White House AAM summit highlights eVTOL certification work and drone threat challenges

The National Aviation Authorities Network, a partnership involving the US Federal Aviation Administration (FAA) the UK, Canada, Australia, and New Zealand is looking to align certification processes and standards for advanced air mobility (AAM) aircraft, said Acting FAA Administrator Billy Nolen, speaking at the August 3, 2022 White House Summit on Advanced Air Mobility. Two companies expect to earn FAA certification of their vehicles as early as 2024, he told delegates. “We’ve received many proposals for a diverse set of AAM concepts. Some have pilots on board the aircraft, some are remotely piloted, and sometimes the aircraft is autonomous. We’re looking at every aspect of this enterprise – the vehicle itself, the framework for operations, access to the airspace, operator training, infrastructure development, and community engagement….We’re modifying our regulatory approach to enable powered lift operations including the certification of powered-lift vehicles and the pilots who operate them.  Longer term, the agency plans to continue to develop permanent regulations to safely enable powered-lift operations and pilot training and certification.”
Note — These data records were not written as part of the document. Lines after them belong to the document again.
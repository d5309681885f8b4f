// src/services/email.rs

use async_trait::async_trait;
use lettre::{
    Address, AsyncSmtpTransport, AsyncTransport, Message, Tokio1Executor,
    message::{Attachment, Mailbox, MultiPart, SinglePart, header::ContentType},
    transport::smtp::authentication::Credentials,
};
use thiserror::Error;
use tracing::{error, info};

use crate::{
    config::Config,
    models::{Bulletin, DeliveryOptions, Money},
};

/// Outcome of a failed send. Transient failures are worth retrying.
#[derive(Debug, Clone, Error, PartialEq, Eq)]
pub enum MailError {
    #[error("transient mail failure: {0}")]
    Transient(String),

    #[error("permanent mail failure: {0}")]
    Permanent(String),
}

impl MailError {
    pub fn is_permanent(&self) -> bool {
        matches!(self, MailError::Permanent(_))
    }
}

/// A bulletin email ready to hand to a transport.
#[derive(Debug, Clone)]
pub struct OutgoingMail {
    pub to_name: String,
    pub to_address: String,
    pub cc: Option<String>,
    pub subject: String,
    pub text_body: String,
    pub html_body: String,
    pub attachment_name: String,
    pub attachment: Vec<u8>,
}

#[async_trait]
pub trait Mailer: Send + Sync {
    async fn send(&self, mail: &OutgoingMail) -> Result<(), MailError>;
}

/// Builds the email for `bulletin` with its rendered `document` attached.
/// `hr_fallback` is copied when HR is requested and the company has no
/// mailbox of its own.
pub fn compose_bulletin_mail(
    bulletin: &Bulletin,
    document: Vec<u8>,
    options: &DeliveryOptions,
    hr_fallback: Option<&str>,
) -> OutgoingMail {
    let employee_name = bulletin.employee.full_name();
    let cc = options
        .cc_hr
        .then(|| bulletin.company.hr_email.as_deref().or(hr_fallback))
        .flatten()
        .map(str::to_string);

    OutgoingMail {
        to_address: bulletin.employee.email.clone(),
        cc,
        subject: format!(
            "Bulletin de paie {} - {}",
            bulletin.period, bulletin.company.name
        ),
        text_body: build_bulletin_text(&employee_name, bulletin, &options.message),
        html_body: build_bulletin_html(&employee_name, bulletin, &options.message),
        to_name: employee_name,
        attachment_name: bulletin.document_name(),
        attachment: document,
    }
}

// ─── SMTP transport ───────────────────────────────────────────────────────────

pub struct SmtpMailer {
    transport: AsyncSmtpTransport<Tokio1Executor>,
    from: Mailbox,
}

impl SmtpMailer {
    pub fn new(config: &Config) -> Result<Self, MailError> {
        let creds = Credentials::new(
            config.smtp_username.clone(),
            config.smtp_password.clone(),
        );

        let transport = AsyncSmtpTransport::<Tokio1Executor>::starttls_relay(&config.smtp_host)
            .map_err(|e| MailError::Permanent(e.to_string()))?
            .credentials(creds)
            .port(config.smtp_port)
            .build();

        let from = mailbox(&config.email_from_name, &config.email_from_address)?;
        Ok(Self { transport, from })
    }
}

fn mailbox(name: &str, address: &str) -> Result<Mailbox, MailError> {
    let address: Address = address
        .parse()
        .map_err(|e: lettre::address::AddressError| {
            MailError::Permanent(format!("invalid address {address}: {e}"))
        })?;
    Ok(Mailbox::new(Some(name.to_string()), address))
}

#[async_trait]
impl Mailer for SmtpMailer {
    async fn send(&self, mail: &OutgoingMail) -> Result<(), MailError> {
        let pdf = ContentType::parse("application/pdf")
            .map_err(|e| MailError::Permanent(e.to_string()))?;

        let mut builder = Message::builder()
            .from(self.from.clone())
            .to(mailbox(&mail.to_name, &mail.to_address)?)
            .subject(mail.subject.clone());
        if let Some(cc) = &mail.cc {
            builder = builder.cc(mailbox("RH", cc)?);
        }

        let email = builder
            .multipart(
                MultiPart::mixed()
                    .multipart(
                        MultiPart::alternative()
                            .singlepart(
                                SinglePart::builder()
                                    .header(ContentType::TEXT_PLAIN)
                                    .body(mail.text_body.clone()),
                            )
                            .singlepart(
                                SinglePart::builder()
                                    .header(ContentType::TEXT_HTML)
                                    .body(mail.html_body.clone()),
                            ),
                    )
                    .singlepart(
                        Attachment::new(mail.attachment_name.clone())
                            .body(mail.attachment.clone(), pdf),
                    ),
            )
            .map_err(|e| MailError::Permanent(e.to_string()))?;

        match self.transport.send(email).await {
            Ok(_) => {
                info!("Bulletin email sent to {}", mail.to_address);
                Ok(())
            }
            Err(e) => {
                error!("Failed to send bulletin email to {}: {}", mail.to_address, e);
                if e.is_permanent() {
                    Err(MailError::Permanent(e.to_string()))
                } else {
                    Err(MailError::Transient(e.to_string()))
                }
            }
        }
    }
}

// ─── Bodies ───────────────────────────────────────────────────────────────────

fn format_amount(amount: Money) -> String {
    format!("{amount} MAD")
}

fn build_bulletin_html(employee_name: &str, bulletin: &Bulletin, message: &str) -> String {
    let c = &bulletin.contributions;
    let note = if message.trim().is_empty() {
        String::new()
    } else {
        format!("<p>{}</p>", escape_html(message))
    };
    format!(
        r#"<!DOCTYPE html>
<html lang="fr">
<head>
  <meta charset="UTF-8" />
  <style>
    body {{ font-family: Arial, sans-serif; background: #f4f4f4; color: #333; }}
    .container {{ max-width: 600px; margin: 30px auto; background: #fff; border-radius: 8px; overflow: hidden; }}
    .header {{ background: #0f5132; color: #fff; padding: 24px 32px; }}
    .header h1 {{ margin: 0; font-size: 22px; }}
    .body {{ padding: 24px 32px; }}
    table {{ width: 100%; border-collapse: collapse; margin-bottom: 16px; }}
    td {{ padding: 8px 4px; border-bottom: 1px solid #f1f1f1; }}
    td:last-child {{ text-align: right; font-weight: 600; }}
    .total-row td {{ font-size: 16px; color: #0f5132; border-top: 2px solid #0f5132; border-bottom: none; }}
    .footer {{ background: #f9fafb; padding: 16px 32px; font-size: 12px; color: #6b7280; text-align: center; }}
  </style>
</head>
<body>
<div class="container">
  <div class="header">
    <h1>{company}</h1>
    <p>Bulletin de paie {period}</p>
  </div>
  <div class="body">
    <p>Bonjour <strong>{employee_name}</strong>,</p>
    <p>Veuillez trouver ci-joint votre bulletin de paie pour la période <strong>{period}</strong>.</p>
    {note}
    <table>
      <tr><td>Salaire brut</td><td>{gross}</td></tr>
      <tr><td>CNSS</td><td>- {cnss}</td></tr>
      <tr><td>AMO</td><td>- {amo}</td></tr>
      <tr><td>IR</td><td>- {ir}</td></tr>
      <tr class="total-row"><td>Net à payer</td><td>{net}</td></tr>
    </table>
  </div>
  <div class="footer">
    <p>Message automatique du service paie de {company}. Merci de ne pas y répondre.</p>
  </div>
</div>
</body>
</html>"#,
        company = escape_html(&bulletin.company.name),
        period = bulletin.period,
        employee_name = escape_html(employee_name),
        note = note,
        gross = format_amount(bulletin.gross_total),
        cnss = format_amount(c.cnss_employee),
        amo = format_amount(c.amo_employee),
        ir = format_amount(c.income_tax),
        net = format_amount(bulletin.net_total),
    )
}

fn build_bulletin_text(employee_name: &str, bulletin: &Bulletin, message: &str) -> String {
    let c = &bulletin.contributions;
    let note = if message.trim().is_empty() {
        String::new()
    } else {
        format!("{}\n\n", message.trim())
    };
    format!(
        "Bonjour {employee_name},\n\n\
        Veuillez trouver ci-joint votre bulletin de paie pour la période {period}.\n\n\
        {note}\
        Salaire brut:  {gross}\n\
        CNSS:          - {cnss}\n\
        AMO:           - {amo}\n\
        IR:            - {ir}\n\
        Net à payer:   {net}\n\n\
        Message automatique du service paie de {company}.",
        employee_name = employee_name,
        period = bulletin.period,
        note = note,
        gross = format_amount(bulletin.gross_total),
        cnss = format_amount(c.cnss_employee),
        amo = format_amount(c.amo_employee),
        ir = format_amount(c.income_tax),
        net = format_amount(bulletin.net_total),
        company = bulletin.company.name,
    )
}

fn escape_html(s: &str) -> String {
    s.replace('&', "&amp;")
        .replace('<', "&lt;")
        .replace('>', "&gt;")
        .replace('"', "&quot;")
}

#[cfg(test)]
mod tests {
    use super::*;
    use crate::services::fixtures;

    #[test]
    fn mail_carries_document_and_totals() {
        let bulletin = fixtures::bulletin(&[]);
        let mail = compose_bulletin_mail(
            &bulletin,
            b"%PDF".to_vec(),
            &DeliveryOptions::default(),
            None,
        );
        assert_eq!(mail.to_address, "employee1@example.ma");
        assert_eq!(mail.attachment_name, bulletin.document_name());
        assert_eq!(mail.attachment, b"%PDF");
        assert_eq!(mail.subject, "Bulletin de paie 2025-01 - Atlas Conseil SARL");
        assert!(mail.text_body.contains("Net à payer:   5579.37 MAD"));
        assert!(mail.cc.is_none());
    }

    #[test]
    fn hr_copy_prefers_company_mailbox() {
        let mut bulletin = fixtures::bulletin(&[]);
        let options = DeliveryOptions {
            cc_hr: true,
            message: "Prime versée séparément.".into(),
        };

        let mail = compose_bulletin_mail(&bulletin, Vec::new(), &options, Some("paie@groupe.ma"));
        assert_eq!(mail.cc.as_deref(), Some("rh@atlas-conseil.ma"));
        assert!(mail.text_body.contains("Prime versée séparément."));

        bulletin.company.hr_email = None;
        let mail = compose_bulletin_mail(&bulletin, Vec::new(), &options, Some("paie@groupe.ma"));
        assert_eq!(mail.cc.as_deref(), Some("paie@groupe.ma"));
    }

    #[test]
    fn html_escapes_free_text() {
        let bulletin = fixtures::bulletin(&[]);
        let options = DeliveryOptions {
            cc_hr: false,
            message: "<b>urgent</b>".into(),
        };
        let mail = compose_bulletin_mail(&bulletin, Vec::new(), &options, None);
        assert!(mail.html_body.contains("&lt;b&gt;urgent&lt;/b&gt;"));
    }
}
According to Bolen, more than 860,000 drones are registered today in the United States. By 2025, we could have a total of more than 2.6 million commercial and recreational drones flying in our airspace, he said. There are threats, as well as opportunities, in managing this expanding aircraft fleet and speakers at the summit underlined the importance of reauthorising and expanding the Preventing Emerging Threats Act of 2018, which sets to expire October 5, 2022, to widen the number of government security agencies authorised to operate counter-UAS equipment (https://www.unmannedairspace.info/latest-news-and-information/us-senate-outlines-proposals-to-give-local-law-enforcement-agencies-more-c-uas-powers/).

Speakers from government and industry said the Preventing Emerging Threats Act gives the Department of Justice sole authority to deal with rogue drone threats at public events but the department has only limited resources to deal with the threat, according to Brad Weigman, Deputy Assistant Attorney General, Office of Law and Policy, National Security Division, Department of Justice. The FBI has conducted 70 drone and counter-drone protection operations at large events since 2018 but Lucian Sikorskyj, Principal Deputy Assistant Secretary for Counterterrorism, Threat Prevention, and Law Enforcement (Acting), Department of Homeland Security, highlighted the lack of authority given to the Transportation Security Administration (TSA) to detect and mitigate drone threats.